The neuromuscular blocking potencies and reversibilities of 16 antibiotics in the isolated mouse phrenic nerve-hemidiaphragm preparation were compared. The antibiotics tested were 5 aminoglycosides (neomycin, gentamicin, streptomycin, dihydrostreptomycin and kanamycin), tetracycline and oxytetracycline, polymyxins B and E, penicillins G and V, cephradine, cephaloridine, erythromycin, lincomycin, and clindamycin. Reversibility of the muscle paralysis by Ca and neostigmine was assessed. All the aminoglycosides resembled Mg in blocking neuromuscular transmission, the neuromuscular blockade being almost completely reversed (to 64-77% of control) by Ca but only poorly reversed by neostigmine (to 20-67% of control). Neuromuscular blockade produced by the tetracyclines was also reversed by Ca (44-104%) but not by neostigmine (0-15%). Neuromuscular blockade produced by the polymyxins or by lincomycin was only partially reversed by Ca (0-34%).

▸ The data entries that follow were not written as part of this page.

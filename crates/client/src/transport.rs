// crates/client/src/transport.rs
//! Transport seam between the event channel and the server.

use std::time::Duration;

use async_trait::async_trait;
use futures_util::StreamExt;
use jobcast_types::{JobEvent, JobSnapshot, RESYNC_CLOSE_CODE};
use tokio::net::TcpStream;
use tokio_tungstenite::tungstenite::Message;
use tokio_tungstenite::{connect_async, MaybeTlsStream, WebSocketStream};

use crate::error::{ProtocolError, TransportError};

/// How an [`EventChannel`](crate::EventChannel) reaches the server.
#[async_trait]
pub trait JobTransport: Send + Sync + 'static {
    /// Open a push connection. The server-side subscription must exist once
    /// this returns, so a snapshot fetched afterwards cannot miss events.
    async fn connect(&self) -> Result<Box<dyn EventSource>, TransportError>;

    /// Fetch the registry snapshot.
    async fn snapshot(&self) -> Result<JobSnapshot, TransportError>;
}

/// Stream of raw event frames from one push connection.
#[async_trait]
pub trait EventSource: Send {
    /// Next frame. `Ok(None)` means the server closed the connection.
    async fn next_frame(&mut self) -> Result<Option<String>, TransportError>;
}

/// Decode one push frame.
pub fn decode_event(frame: &str) -> Result<JobEvent, ProtocolError> {
    Ok(serde_json::from_str(frame)?)
}

/// Deadlines for [`WsTransport`].
#[derive(Debug, Clone)]
pub struct WsConfig {
    /// Whole snapshot request, connect to body.
    pub request_timeout: Duration,
    /// Longest silence tolerated on an open socket. The server pings every
    /// 15 s, so this covers two missed pings.
    pub idle_timeout: Duration,
}

impl Default for WsConfig {
    fn default() -> Self {
        Self {
            request_timeout: Duration::from_secs(10),
            idle_timeout: Duration::from_secs(35),
        }
    }
}

/// WebSocket push plus HTTP snapshot against a jobcast server.
#[derive(Debug, Clone)]
pub struct WsTransport {
    base_url: String,
    http: reqwest::Client,
    config: WsConfig,
}

impl WsTransport {
    /// `base_url` is the server origin, e.g. `http://127.0.0.1:47893`.
    pub fn new(base_url: impl Into<String>) -> Self {
        Self::with_config(base_url, WsConfig::default())
    }

    pub fn with_config(base_url: impl Into<String>, config: WsConfig) -> Self {
        let base_url = base_url.into().trim_end_matches('/').to_string();
        let http = reqwest::Client::builder()
            .timeout(config.request_timeout)
            .build()
            .unwrap_or_else(|e| {
                tracing::warn!("falling back to default HTTP client: {e}");
                reqwest::Client::new()
            });
        Self {
            base_url,
            http,
            config,
        }
    }

    pub fn snapshot_url(&self) -> String {
        format!("{}/api/jobs", self.base_url)
    }

    pub fn ws_url(&self) -> String {
        let origin = if let Some(rest) = self.base_url.strip_prefix("https://") {
            format!("wss://{rest}")
        } else if let Some(rest) = self.base_url.strip_prefix("http://") {
            format!("ws://{rest}")
        } else {
            self.base_url.clone()
        };
        format!("{origin}/api/jobs/ws")
    }
}

#[async_trait]
impl JobTransport for WsTransport {
    async fn connect(&self) -> Result<Box<dyn EventSource>, TransportError> {
        let (stream, _) = connect_async(self.ws_url())
            .await
            .map_err(|e| TransportError::Connect(e.to_string()))?;
        Ok(Box::new(WsEventSource {
            stream,
            idle_timeout: self.config.idle_timeout,
        }))
    }

    async fn snapshot(&self) -> Result<JobSnapshot, TransportError> {
        self.http
            .get(self.snapshot_url())
            .send()
            .await
            .and_then(|r| r.error_for_status())
            .map_err(|e| TransportError::Snapshot(e.to_string()))?
            .json::<JobSnapshot>()
            .await
            .map_err(|e| TransportError::Snapshot(e.to_string()))
    }
}

struct WsEventSource {
    stream: WebSocketStream<MaybeTlsStream<TcpStream>>,
    idle_timeout: Duration,
}

#[async_trait]
impl EventSource for WsEventSource {
    async fn next_frame(&mut self) -> Result<Option<String>, TransportError> {
        loop {
            // Any message, pings included, proves the peer is still there.
            let next = tokio::time::timeout(self.idle_timeout, self.stream.next())
                .await
                .map_err(|_| {
                    TransportError::Disconnected(format!(
                        "no message from server in {:?}",
                        self.idle_timeout
                    ))
                })?;
            match next {
                Some(Ok(Message::Text(text))) => return Ok(Some(text.as_str().to_owned())),
                Some(Ok(Message::Binary(bytes))) => {
                    return Ok(Some(String::from_utf8_lossy(&bytes).into_owned()))
                }
                Some(Ok(Message::Close(Some(frame))))
                    if u16::from(frame.code) == RESYNC_CLOSE_CODE =>
                {
                    return Err(TransportError::Resync)
                }
                Some(Ok(Message::Close(_))) | None => return Ok(None),
                // Pings are answered by tungstenite on the next read.
                Some(Ok(_)) => {}
                Some(Err(e)) => return Err(TransportError::Disconnected(e.to_string())),
            }
        }
    }
}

Penicillin V, erythromycin, clindamycin, polymyxin B and the tetracyclines could also produce muscle paralysis by decreasing muscle contractility. This effect on contractility was irreversible by pharmacologic means. Penicillin G, cephradine and cephaloridine possessed negligible paralyzing effects on the nerve-muscle preparation. The different groups of antibiotics tested act by different mechanisms and that only the Ca-induced reversal of aminoglycoside block was predictable.